Parliamo di uno dei giocatori più forti e titolati della storia del calcio. Antipatico finché si vuole, sicuramente avanti con l’età, ma indubitabilmente forte. Certamente in grado di portare con sé esperienza e personalità in quantità incommensurabilmente superiore a quella che se n’è andata insieme a Insigne e Koulibaly.

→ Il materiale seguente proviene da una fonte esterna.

#[cfg(test)]
mod tests {
    use super::*;
    use crate::candidate::Candidate;
    use crate::cluster::{Member, MemberKind};
    use crate::raft::tests::{test_addr, Harness};
    use crate::raft::RaftRole;

    fn leader_harness(voters: &[MemberId]) -> Harness {
        let mut harness = Harness::new(1, voters);
        let raft = match harness.raft.take().unwrap() {
            RaftHandle::Follower(raft) => raft,
            _ => panic!("expected follower"),
        };
        let candidate: Raft<Candidate> = Raft::from(raft);
        let mut handle = candidate.seek_election().unwrap();
        // gather the second vote if the cluster needs one
        if voters.len() > 1 {
            handle = handle
                .apply(Command::VoteResponse {
                    term: 1,
                    from: voters[1],
                    voted: true,
                })
                .unwrap();
        }
        harness.raft = Some(handle);
        harness.sent();
        harness
    }

    #[test]
    fn initialize_entry_is_appended_on_election() {
        let harness = leader_harness(&[1, 2, 3]);
        assert_eq!(harness.role(), RaftRole::Leader);
        if let Some(RaftHandle::Leader(raft)) = harness.raft.as_ref() {
            let entry = raft.log.get(1).unwrap().unwrap();
            assert_eq!(entry.kind, EntryKind::Initialize);
            assert_eq!(entry.term, 1);
        }
    }

    #[test]
    fn single_node_commits_immediately() {
        let mut harness = leader_harness(&[1]);
        let driven = harness.driven();
        // leadership notice plus the committed initialize entry
        assert!(driven
            .iter()
            .any(|i| matches!(i, Instruction::Leader { local: true })));
        assert!(driven.iter().any(
            |i| matches!(i, Instruction::Drive { entry, .. } if entry.kind == EntryKind::Initialize)
        ));
    }

    #[test]
    fn propose_appends_and_replicates() {
        let mut harness = leader_harness(&[1, 2, 3]);
        harness.apply(Command::Propose {
            client: 5,
            session: 1,
            sequence: 1,
            ack_sequence: 0,
            payload: vec![9],
        });
        if let Some(RaftHandle::Leader(raft)) = harness.raft.as_ref() {
            assert_eq!(raft.log.last_index(), 2);
            assert!(raft.role.requests.contains_key(&2));
        }
        harness.sent();

        // the initialize append is still in flight; acking it frees the
        // pipeline and the proposed entry goes out
        harness.apply(Command::AppendResponse {
            term: 1,
            from: 2,
            succeeded: true,
            last_index: 1,
        });
        let appends: Vec<_> = harness
            .sent()
            .into_iter()
            .filter(|m| {
                matches!(
                    &m.command,
                    Command::Append { entries, .. } if entries.iter().any(|e| e.index == 2)
                )
            })
            .collect();
        assert!(!appends.is_empty());
    }

    #[test]
    fn commit_requires_current_term_quorum() {
        let mut harness = leader_harness(&[1, 2, 3]);
        // replicate the initialize entry to one follower: quorum of 2
        harness.apply(Command::AppendResponse {
            term: 1,
            from: 2,
            succeeded: true,
            last_index: 1,
        });
        assert_eq!(harness.raft.as_ref().unwrap().state().commit_index, 1);
    }

    #[test]
    fn mismatch_hint_rewinds_next_index() {
        let mut harness = leader_harness(&[1, 2, 3]);
        harness.apply(Command::AppendResponse {
            term: 1,
            from: 2,
            succeeded: false,
            last_index: 0,
        });
        if let Some(RaftHandle::Leader(raft)) = harness.raft.as_ref() {
            let progress = raft.role.progress.get(2).unwrap();
            assert_eq!(progress.next_index, 1);
        }
        // the retry goes out immediately
        let retries: Vec<_> = harness
            .sent()
            .into_iter()
            .filter(|m| matches!(m.command, Command::Append { .. }))
            .collect();
        assert_eq!(retries.len(), 1);
    }

    #[test]
    fn higher_term_response_steps_down() {
        let mut harness = leader_harness(&[1, 2, 3]);
        harness.apply(Command::AppendResponse {
            term: 9,
            from: 2,
            succeeded: false,
            last_index: 0,
        });
        assert_eq!(harness.role(), RaftRole::Follower);
        assert_eq!(harness.raft.as_ref().unwrap().state().current_term, 9);
    }

    #[test]
    fn join_adds_a_reserve_member() {
        let mut harness = leader_harness(&[1, 2, 3]);
        harness.apply(Command::Join {
            client: 8,
            member: Member::new(4, test_addr(9004), MemberKind::Active),
        });
        let cluster = harness.raft.as_ref().unwrap().cluster().clone();
        assert_eq!(cluster.kind(4), MemberKind::Reserve);
        assert!(cluster.has_uncommitted());

        // a second change while the first is uncommitted is refused
        harness.sent();
        harness.apply(Command::Join {
            client: 9,
            member: Member::new(5, test_addr(9005), MemberKind::Active),
        });
        let sent = harness.sent();
        let response = sent
            .iter()
            .find(|m| matches!(m.command, Command::MembershipResponse { .. }))
            .unwrap();
        match &response.command {
            Command::MembershipResponse { error, .. } => {
                assert_eq!(error, &Some(ErrorKind::ConfigurationError));
            }
            other => panic!("unexpected response {:?}", other),
        }
    }

    #[test]
    fn leave_of_self_steps_down_after_commit() {
        let mut harness = leader_harness(&[1, 2, 3]);
        harness.apply(Command::Leave {
            client: 8,
            member: Member::new(1, test_addr(9001), MemberKind::Active),
        });
        // the leave entry (index 2) must commit before the leader yields;
        // the departing leader no longer counts toward the new quorum
        assert_eq!(harness.role(), RaftRole::Leader);
        harness.apply(Command::AppendResponse {
            term: 1,
            from: 2,
            succeeded: true,
            last_index: 2,
        });
        assert_eq!(harness.role(), RaftRole::Leader);
        harness.apply(Command::AppendResponse {
            term: 1,
            from: 3,
            succeeded: true,
            last_index: 2,
        });
        assert_eq!(harness.role(), RaftRole::Inactive);
    }

    #[test]
    fn expired_sessions_are_closed_through_the_log() {
        let mut harness = leader_harness(&[1]);
        harness.driven();
        harness.apply(Command::Expire {
            sessions: vec![7, 9],
        });
        let driven = harness.driven();
        let closes: Vec<_> = driven
            .iter()
            .filter(|i| {
                matches!(
                    i,
                    Instruction::Drive {
                        entry: Entry {
                            kind: EntryKind::CloseSession { expired: true, .. },
                            ..
                        },
                        ..
                    }
                )
            })
            .collect();
        assert_eq!(closes.len(), 2);
    }

    #[test]
    fn quorum_timeout_steps_down() {
        let mut harness = leader_harness(&[1, 2, 3]);
        if let Some(RaftHandle::Leader(raft)) = harness.raft.as_mut() {
            // age out all follower contact
            raft.role.contact.clear();
        }
        harness.apply(Command::Tick);
        assert_eq!(harness.role(), RaftRole::Follower);
    }

    #[test]
    fn strict_query_goes_through_the_log() {
        let mut harness = leader_harness(&[1]);
        harness.driven();
        harness.apply(Command::Query {
            client: 3,
            session: 1,
            min_sequence: 0,
            min_index: 0,
            consistency: Consistency::Strict,
            payload: vec![1],
        });
        let driven = harness.driven();
        assert!(driven.iter().any(|i| matches!(
            i,
            Instruction::Drive {
                entry: Entry {
                    kind: EntryKind::Query { .. },
                    ..
                },
                ..
            }
        )));
    }
}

Il Napoli lo avrebbe preso (o potrebbe ancora prenderlo) senza sborsare cifre astronomiche come invece fece la Juventus (che ancora si deve riprendere), lo avrebbe utilizzato come punta di diamante di una squadra giovane ed equilibrata, in grado di correre un po’ di più per supportarlo. In caso di scambio con Osimhen l’unica incognita era: avrebbe reso di più Cristiano Ronaldo o Victor Osimhen nella stagione 2022/23? Domanda plausibile, per carità, visto che il nigeriano potrebbe esplodere. Ma, appunto, potrebbe, mentre nulla lascia immaginare che il 5 volte pallone d’oro, reduce da una stagione in cui ha segnato, in una squadra mediocre, 24 gol tra Premier League e Champions, si stia per trasformare in un brocco.
Vada come vada le certezze sono due:
la prima è che il Napoli è una società seria, senza debiti, che da anni è al vertice in Italia e che è stata in grado di operare, di nuovo, un ricambio generazionale intelligente e promettente;
la seconda è che per i media e i commentatori italiani e, purtroppo, anche per una parte del tifo napoletano, il Napoli è condannato ad essere una simpatica perdente, portatore di una presunta diversità che si traduce in agognata superiorità morale e certificata inferiorità in classifica.
Solo così si spiega il fatto che il 30enne Pogba e il 35enne Di Maria, entrambi con stipendi intorno ai 12 milioni di euro annui, siano stati raccontati come grandi colpi in grado di portare la Juventus a vincere il titolo, mentre Ronaldo al Napoli, con una spesa molto inferiore, sembra essere più simile all’invasione delle cavallette che ad un colpo di mercato.